Submitted November 15, 2004 Decided February 3, 2005
Before Judges Petrella, Lintner and Parker.
On appeal from the Superior Court of New
Jersey, Law Division, Passaic County,
L-3273-01.
Mark Mulick, attorney for appellant.
Defendants did not respond.
The opinion of the court was delivered by
PARKER, J.A.D.
On leave granted, plaintiff Barbara Maldonado appeals from a grant of partial summary
judgment dismissing her claims for negligent and intentional infliction of emotional distress. Plaintiffs
claim arose out of an accident on July 5, 1999, in which her
seven-year-old son was hit by an automobile driven by defendant TChad Leeds and
owned by the Church of Jesus Christ of Latter-Day Saints. The child was
dragged and severely injured. Plaintiff witnessed the accident and has been diagnosed with
post-traumatic stress and panic disorders.
In his oral decision on the motion, the trial judge found as a
matter of law that the emotional distress claims should be dismissed because (1)
plaintiff did not seek a medical evaluation or treatment until four years after
the accident; (2) plaintiffs cause of action accrued on the day of the
accident and the statute of limitations had run; and (3) plaintiff had made
no distinction between negligent and intentional infliction of emotional distress.
In this appeal, plaintiff argues that the trial court erred in (1) finding
that plaintiff did not incur severe emotional distress as a result of the
accident; and (2) finding that the statute of limitations barred plaintiffs claims for
negligent and intentional infliction of emotional distress. We reverse and remand.
On July 3, 2001, plaintiff, as guardian ad litem for the minor child,
filed the initial complaint asserting claims on behalf of the child. On February
11, 2002, plaintiff filed an amended complaint, adding herself as an individual plaintiff
and her claims for negligent and/or intentional infliction of emotional distress.
By December 2003, plaintiff and her son were both diagnosed as suffering from
chronic post-traumatic stress disorder by Dr. Grigory Rasin. Plaintiff was also diagnosed with
panic disorder. According to Dr. Rasin, plaintiff has continuing nightmares, obsessive recollection of
the accident and was in constant fear for the safety of her children.
She exhibits exaggerated startle responses and three to four times a day she
experiences episodes of shakiness, development of paresthesias, shortness of breath and palpitations and
feelings of fear. In addition, plaintiff attested to her extreme anxiety, loss of
appetite and weight loss. Although her symptoms are incapacitating, Dr. Rasin noted that
plaintiff has a significant tendency to minimize problems. Notwithstanding Dr. Rasins report, the
trial judge dismissed plaintiffs claims for emotional distress.

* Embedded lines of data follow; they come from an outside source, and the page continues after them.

//! Route file watcher for hot reload.

use std::path::{Path, PathBuf};
use std::sync::Arc;
use std::time::Duration;

use notify::{Config, Event, RecommendedWatcher, RecursiveMode, Watcher};
use tokio::sync::mpsc;

use crate::io::RouteCache;
use crate::routing::Router;

/// Reports changed route files under a set of directories.
pub struct RouteWatcher {
    dirs: Vec<PathBuf>,
    ignored: Option<PathBuf>,
    change_tx: mpsc::UnboundedSender<PathBuf>,
}

impl RouteWatcher {
    /// Create a new RouteWatcher; `ignored` is typically the cache file.
    ///
    /// Returns the watcher and a receiver of changed route file paths.
    pub fn new(dirs: Vec<PathBuf>, ignored: Option<PathBuf>) -> (Self, mpsc::UnboundedReceiver<PathBuf>) {
        let (change_tx, change_rx) = mpsc::unbounded_channel();

        (
            Self {
                dirs,
                ignored,
                change_tx,
            },
            change_rx,
        )
    }

    /// Start watching in a background thread.
    pub fn run(self) -> Result<RecommendedWatcher, notify::Error> {
        let tx = self.change_tx.clone();
        let ignored = self.ignored.clone();

        let mut watcher = RecommendedWatcher::new(
            move |res: notify::Result<Event>| match res {
                Ok(event) => {
                    if event.kind.is_modify() || event.kind.is_create() || event.kind.is_remove() {
                        for path in event.paths {
                            if is_route_file(&path, ignored.as_deref()) {
                                tracing::info!(path = %path.display(), "Route file change detected");
                                let _ = tx.send(path);
                            }
                        }
                    }
                }
                Err(e) => tracing::error!("Watch error: {:?}", e),
            },
            Config::default().with_poll_interval(Duration::from_secs(2)),
        )?;

        for dir in &self.dirs {
            if dir.is_dir() {
                watcher.watch(dir, RecursiveMode::Recursive)?;
                tracing::info!(path = %dir.display(), "Route watcher started");
            } else {
                tracing::warn!(path = %dir.display(), "Skipping missing route directory");
            }
        }
        Ok(watcher)
    }
}

/// Route files are `.toml` or `.json`; the ignored path (the cache) never is.
pub fn is_route_file(path: &Path, ignored: Option<&Path>) -> bool {
    if ignored.is_some_and(|ignored| path.ends_with(ignored)) {
        return false;
    }
    matches!(
        path.extension().and_then(|e| e.to_str()),
        Some("toml") | Some("json")
    )
}

/// Drop the cache and the live container for every reported change.
pub async fn apply_route_changes(
    mut changes: mpsc::UnboundedReceiver<PathBuf>,
    router: Arc<Router>,
    cache: Option<Arc<RouteCache>>,
) {
    while let Some(path) = changes.recv().await {
        // editors often emit several events per save
        while changes.try_recv().is_ok() {}

        if let Some(cache) = &cache {
            if let Err(e) = cache.clear() {
                tracing::warn!(error = %e, "Failed to clear route cache");
            }
        }
        router.invalidate();
        tracing::info!(path = %path.display(), "Routes will reload on next request");
    }
}

#[cfg(test)]
mod tests {
    use super::*;
    use crate::routing::RouteContainer;

    #[test]
    fn test_is_route_file() {
        let cache = Path::new("/srv/app/var/cache/routes.json");
        assert!(is_route_file(Path::new("/srv/app/config/routes.toml"), Some(cache)));
        assert!(is_route_file(Path::new("/srv/app/config/routes.json"), Some(cache)));
        assert!(!is_route_file(cache, Some(cache)));
        assert!(!is_route_file(Path::new("/srv/app/config/routes.toml.tmp"), Some(cache)));
        assert!(!is_route_file(Path::new("/srv/app/README.md"), None));
    }

    #[tokio::test]
    async fn test_changes_clear_cache() {
        let dir = tempfile::tempdir().unwrap();
        let cache = Arc::new(RouteCache::new(dir.path().join("routes.json")));
        cache.store(&RouteContainer::new()).unwrap();

        let router = Arc::new(Router::from_container(RouteContainer::new()));
        router.routes().unwrap();

        let (tx, rx) = mpsc::unbounded_channel();
        tx.send(dir.path().join("routes.toml")).unwrap();
        drop(tx);

        apply_route_changes(rx, router, Some(cache.clone())).await;
        assert!(!cache.exists());
    }
}
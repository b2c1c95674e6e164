//! Path templates and request path normalization.
//!
//! # Responsibilities
//! - Parse route templates (`/user/{id}/edit`) into literal and placeholder segments
//! - Reject malformed templates at construction time
//! - Normalize request paths into decoded segments for matching
//!
//! # Design Decisions
//! - A placeholder always occupies a whole segment
//! - Empty segments are ignored, so trailing and doubled slashes are not significant
//! - Request segments are percent-decoded once, before any comparison

use std::fmt;

use crate::routing::error::RouterError;

/// One segment of a route template.
#[derive(Debug, Clone, PartialEq, Eq, Hash)]
pub enum Segment {
    /// Must equal the request segment.
    Literal(String),
    /// Binds the request segment under this name.
    Placeholder(String),
}

/// A validated route path template.
#[derive(Debug, Clone, PartialEq, Eq, Hash)]
pub struct PathTemplate {
    raw: String,
    segments: Vec<Segment>,
}

impl PathTemplate {
    /// Parse and validate a template.
    pub fn parse(path: &str) -> Result<Self, RouterError> {
        if !path.starts_with('/') {
            return Err(RouterError::invalid_path(path, "must start with '/'"));
        }

        let mut segments: Vec<Segment> = Vec::new();
        for part in path.split('/').filter(|s| !s.is_empty()) {
            let segment = parse_segment(path, part)?;
            if let Segment::Placeholder(name) = &segment {
                let duplicate = segments
                    .iter()
                    .any(|s| matches!(s, Segment::Placeholder(existing) if existing == name));
                if duplicate {
                    return Err(RouterError::invalid_path(
                        path,
                        format!("placeholder '{{{}}}' is used twice", name),
                    ));
                }
            }
            segments.push(segment);
        }

        let raw = render(&segments);
        Ok(Self { raw, segments })
    }

    /// The normalized template string.
    pub fn as_str(&self) -> &str {
        &self.raw
    }

    pub fn segments(&self) -> &[Segment] {
        &self.segments
    }

    /// Placeholder names in template order.
    pub fn placeholders(&self) -> impl Iterator<Item = &str> {
        self.segments.iter().filter_map(|s| match s {
            Segment::Placeholder(name) => Some(name.as_str()),
            Segment::Literal(_) => None,
        })
    }

    /// Number of literal segments; higher means more specific.
    pub fn literal_count(&self) -> usize {
        self.segments
            .iter()
            .filter(|s| matches!(s, Segment::Literal(_)))
            .count()
    }

    /// True when the template has no placeholders.
    pub fn is_literal(&self) -> bool {
        self.literal_count() == self.segments.len()
    }

    /// Match request segments against this template.
    ///
    /// Returns the placeholder values in template order. A dynamic template
    /// accepts more request segments than it declares; the caller takes the
    /// surplus from `segments[self.segments().len()..]`.
    pub fn match_segments<'a>(&self, segments: &'a [String], dynamic: bool) -> Option<Vec<&'a str>> {
        let arity_ok = if dynamic {
            segments.len() >= self.segments.len()
        } else {
            segments.len() == self.segments.len()
        };
        if !arity_ok {
            return None;
        }

        let mut values = Vec::new();
        for (template, actual) in self.segments.iter().zip(segments) {
            match template {
                Segment::Literal(literal) => {
                    if literal != actual {
                        return None;
                    }
                }
                Segment::Placeholder(_) => values.push(actual.as_str()),
            }
        }
        Some(values)
    }
}

impl fmt::Display for PathTemplate {
    fn fmt(&self, f: &mut fmt::Formatter<'_>) -> fmt::Result {
        f.write_str(&self.raw)
    }
}

fn parse_segment(path: &str, part: &str) -> Result<Segment, RouterError> {
    if !part.contains('{') && !part.contains('}') {
        // request segments are compared decoded
        if part.contains('%') {
            return Err(RouterError::invalid_path(
                path,
                format!("segment '{}' must not be percent-encoded", part),
            ));
        }
        return Ok(Segment::Literal(part.to_string()));
    }

    let name = part
        .strip_prefix('{')
        .and_then(|rest| rest.strip_suffix('}'))
        .ok_or_else(|| {
            RouterError::invalid_path(path, format!("segment '{}' has unbalanced braces", part))
        })?;

    if name.is_empty() {
        return Err(RouterError::invalid_path(path, "empty placeholder name"));
    }
    if !name.chars().all(|c| c.is_ascii_alphanumeric() || c == '_') {
        return Err(RouterError::invalid_path(
            path,
            format!("invalid placeholder name '{}'", name),
        ));
    }

    Ok(Segment::Placeholder(name.to_string()))
}

fn render(segments: &[Segment]) -> String {
    if segments.is_empty() {
        return "/".to_string();
    }

    let mut out = String::new();
    for segment in segments {
        out.push('/');
        match segment {
            Segment::Literal(literal) => out.push_str(literal),
            Segment::Placeholder(name) => {
                out.push('{');
                out.push_str(name);
                out.push('}');
            }
        }
    }
    out
}

/// Normalize a literal path: leading slash, no empty segments, no trailing slash.
pub fn normalize_path(path: &str) -> String {
    let joined = path
        .split('/')
        .filter(|s| !s.is_empty())
        .collect::<Vec<_>>()
        .join("/");
    format!("/{}", joined)
}

/// A request path prepared for matching.
#[derive(Debug, Clone, PartialEq, Eq)]
pub struct RequestPath {
    segments: Vec<String>,
    normalized: String,
}

impl RequestPath {
    /// Strip the query string and the base URL prefix, then decode each segment.
    ///
    /// The base is only stripped on a segment boundary: `/app` is removed from
    /// `/app/x` but not from `/application/x`.
    pub fn parse(path: &str, base_url: &str) -> Self {
        let path = path.split('?').next().unwrap_or_default();
        let base = base_url.trim_end_matches('/');
        let path = match path.strip_prefix(base) {
            Some(rest) if !base.is_empty() && (rest.is_empty() || rest.starts_with('/')) => rest,
            _ => path,
        };

        let segments: Vec<String> = path
            .split('/')
            .filter(|s| !s.is_empty())
            .map(decode_segment)
            .collect();
        let normalized = format!("/{}", segments.join("/"));

        Self {
            segments,
            normalized,
        }
    }

    pub fn segments(&self) -> &[String] {
        &self.segments
    }

    /// The decoded path, e.g. `/user/7`.
    pub fn as_str(&self) -> &str {
        &self.normalized
    }
}

/// Percent-decode a path segment; undecodable input is kept verbatim.
pub fn decode_segment(segment: &str) -> String {
    urlencoding::decode(segment)
        .map(|decoded| decoded.into_owned())
        .unwrap_or_else(|_| segment.to_string())
}

/// Percent-encode a value for use as a single path segment.
pub fn encode_segment(value: &str) -> String {
    urlencoding::encode(value).into_owned()
}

We have carefully considered the entire record before us, and we are satisfied
that the trial judge erred in finding as a matter of law that
plaintiffs symptoms did not meet the standard for emotional distress.
In Portee v. Jaffee,
84 N.J. 88 (1980), the Court held that a
mother who watched her seven-year-old son suffer and die when he became trapped
in an elevator shaft could recover for a negligent infliction of emotional distress.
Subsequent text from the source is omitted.